Alan Blinder has said that politics was a problem:

“Apparently, many Americans view it as unfair to bail people out of unaffordable mortgages. Do you remember the famous Rick Santelli rant on CNBC in February 2009—the one that gave the tea party movement its name? Mr. Santelli was griping about President Obama’s new foreclosure mitigation programs—the ones I just characterized as half-hearted. It would have been a brave politician indeed who pushed to make those programs larger and more generous.”

@seafoid

The assumption amongst the not enough repossessions fraternity, is that the banks are fully entitled to 100% of their cash back, because thats what the credit agreement says. This is nonsense.

When the entire banking industry in the country (including the branches of the international banks were they considered as stand alone operations) go bust effectively within a 6 month period something has gone badly wrong. Yet that annoying fact is rarely it seems considered as importrant in discussing these issues.

Why we have so many people crying about banks not getting their cash back is nothing to do with with the economics of their dire lending decisions its due to the ownership problem i.e. with Govt now wanting to get the best return on its equally dire decisions to firstly Guarantee the banks liabilities and then to take ownership of them on their recap. Two wrongs don’t make it right to believe the banks are entitled to 100% of their cash back. They are not – bad lending decisions deserve to have consequences, yet many believe otherwise. I can’t see how market economists can buy this claptrap.

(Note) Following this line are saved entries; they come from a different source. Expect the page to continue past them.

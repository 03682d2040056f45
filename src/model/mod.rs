//! # Hypercube Model
//!
//! Plain data describing the hypercube graph Qn: the dimension, vertex
//! labels, edges and the bit-string helpers used to read and print labels.
//!
//! Design rule: nothing in here knows about automorphisms being "current",
//! screen layout or terminals. This module is pure data with no I/O.

pub mod bits;
pub mod dimension;
pub mod vertex;
pub mod edge;
pub mod hypercube;

pub use dimension::{Dimension, MAX_DIMENSION};
pub use vertex::VertexId;
pub use edge::Edge;
pub use hypercube::Hypercube;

This is simple suff, from about 2002 until about now property in Ireland was (is) mispriced. Another annoying fact. But its is a fact nontheless. Property is priced (not valued) but priced based on the availability of credit – nothing at all to do with consumers interactions or stuff like a property is only worth what someone is willing to pay for it etc etc. Bladder.

Banks price property based on someones ability to repay a loan. The underlying value is rarely considered especially for housing/apartments. You see the original price does not equal value. (The term LTV is in fact misleading, its actaully LTP being loan to price).

Banks still don’t get this and I know from very recent experiences that not a lot has changed in this regards over the past 10 years.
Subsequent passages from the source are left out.